## Action item
Show every line of the data where the word "Relieved" can be found.

-- Task inputs follows --

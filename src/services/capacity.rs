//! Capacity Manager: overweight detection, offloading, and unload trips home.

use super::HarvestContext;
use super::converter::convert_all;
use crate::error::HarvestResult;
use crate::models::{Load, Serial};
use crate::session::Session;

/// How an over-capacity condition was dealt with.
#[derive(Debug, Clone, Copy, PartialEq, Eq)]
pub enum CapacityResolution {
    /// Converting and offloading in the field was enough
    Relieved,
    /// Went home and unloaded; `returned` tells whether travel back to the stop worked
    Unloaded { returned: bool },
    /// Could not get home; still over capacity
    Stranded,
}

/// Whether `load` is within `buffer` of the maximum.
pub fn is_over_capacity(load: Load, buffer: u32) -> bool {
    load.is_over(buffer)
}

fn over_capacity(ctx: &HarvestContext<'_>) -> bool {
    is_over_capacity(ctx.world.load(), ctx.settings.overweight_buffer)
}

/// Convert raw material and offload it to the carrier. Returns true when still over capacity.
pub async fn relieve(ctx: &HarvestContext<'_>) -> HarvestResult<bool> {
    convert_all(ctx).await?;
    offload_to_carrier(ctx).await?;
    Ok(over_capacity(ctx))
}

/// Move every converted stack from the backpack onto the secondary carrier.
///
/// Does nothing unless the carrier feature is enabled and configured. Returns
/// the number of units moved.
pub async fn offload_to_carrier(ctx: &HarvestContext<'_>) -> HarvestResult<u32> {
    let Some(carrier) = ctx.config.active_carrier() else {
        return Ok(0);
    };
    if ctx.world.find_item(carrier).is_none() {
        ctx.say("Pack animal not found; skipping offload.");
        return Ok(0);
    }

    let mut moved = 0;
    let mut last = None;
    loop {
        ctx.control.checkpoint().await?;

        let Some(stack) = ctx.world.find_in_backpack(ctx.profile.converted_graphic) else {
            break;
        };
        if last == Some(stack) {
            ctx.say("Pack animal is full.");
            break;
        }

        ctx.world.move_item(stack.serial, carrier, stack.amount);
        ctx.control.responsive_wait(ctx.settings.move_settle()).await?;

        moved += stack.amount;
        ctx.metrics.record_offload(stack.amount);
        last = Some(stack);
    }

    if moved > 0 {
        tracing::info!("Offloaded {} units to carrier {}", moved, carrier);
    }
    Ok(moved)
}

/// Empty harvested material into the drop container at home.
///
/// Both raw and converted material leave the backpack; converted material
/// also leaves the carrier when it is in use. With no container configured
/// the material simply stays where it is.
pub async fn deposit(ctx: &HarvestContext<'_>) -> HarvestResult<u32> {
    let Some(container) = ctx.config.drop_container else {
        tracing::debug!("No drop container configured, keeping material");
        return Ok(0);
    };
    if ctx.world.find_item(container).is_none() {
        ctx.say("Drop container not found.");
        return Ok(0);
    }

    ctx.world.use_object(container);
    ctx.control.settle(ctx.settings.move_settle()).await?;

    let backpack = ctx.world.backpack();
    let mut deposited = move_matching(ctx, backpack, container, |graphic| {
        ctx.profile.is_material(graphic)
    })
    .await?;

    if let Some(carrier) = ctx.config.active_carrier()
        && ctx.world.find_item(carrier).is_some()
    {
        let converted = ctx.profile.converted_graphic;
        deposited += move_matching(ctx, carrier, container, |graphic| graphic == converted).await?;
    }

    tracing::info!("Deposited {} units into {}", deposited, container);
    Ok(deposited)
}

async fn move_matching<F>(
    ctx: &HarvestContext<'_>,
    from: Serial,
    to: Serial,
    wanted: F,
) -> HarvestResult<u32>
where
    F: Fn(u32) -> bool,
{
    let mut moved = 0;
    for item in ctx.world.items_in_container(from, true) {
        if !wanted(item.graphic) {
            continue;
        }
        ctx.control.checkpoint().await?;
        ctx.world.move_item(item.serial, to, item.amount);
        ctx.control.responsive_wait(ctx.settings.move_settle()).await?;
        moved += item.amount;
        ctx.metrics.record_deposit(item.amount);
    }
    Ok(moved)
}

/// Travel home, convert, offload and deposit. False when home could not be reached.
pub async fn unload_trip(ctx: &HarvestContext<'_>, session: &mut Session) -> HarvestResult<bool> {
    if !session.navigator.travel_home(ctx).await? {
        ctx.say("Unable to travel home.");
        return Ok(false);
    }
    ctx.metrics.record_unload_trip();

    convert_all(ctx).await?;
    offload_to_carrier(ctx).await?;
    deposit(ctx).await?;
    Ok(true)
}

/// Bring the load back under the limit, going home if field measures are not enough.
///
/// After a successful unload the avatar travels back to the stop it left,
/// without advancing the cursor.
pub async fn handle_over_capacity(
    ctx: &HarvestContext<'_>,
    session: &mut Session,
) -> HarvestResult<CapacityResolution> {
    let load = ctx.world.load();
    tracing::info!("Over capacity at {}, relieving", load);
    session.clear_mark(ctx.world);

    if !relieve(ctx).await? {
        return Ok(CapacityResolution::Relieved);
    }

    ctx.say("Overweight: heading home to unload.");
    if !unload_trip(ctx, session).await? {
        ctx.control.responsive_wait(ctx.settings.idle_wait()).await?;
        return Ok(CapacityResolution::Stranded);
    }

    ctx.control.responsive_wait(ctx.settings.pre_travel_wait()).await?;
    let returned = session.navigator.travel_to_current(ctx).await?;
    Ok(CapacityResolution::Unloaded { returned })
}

-- Task inputs concluded --

## Your response
    Relieved,
        return Ok(CapacityResolution::Relieved);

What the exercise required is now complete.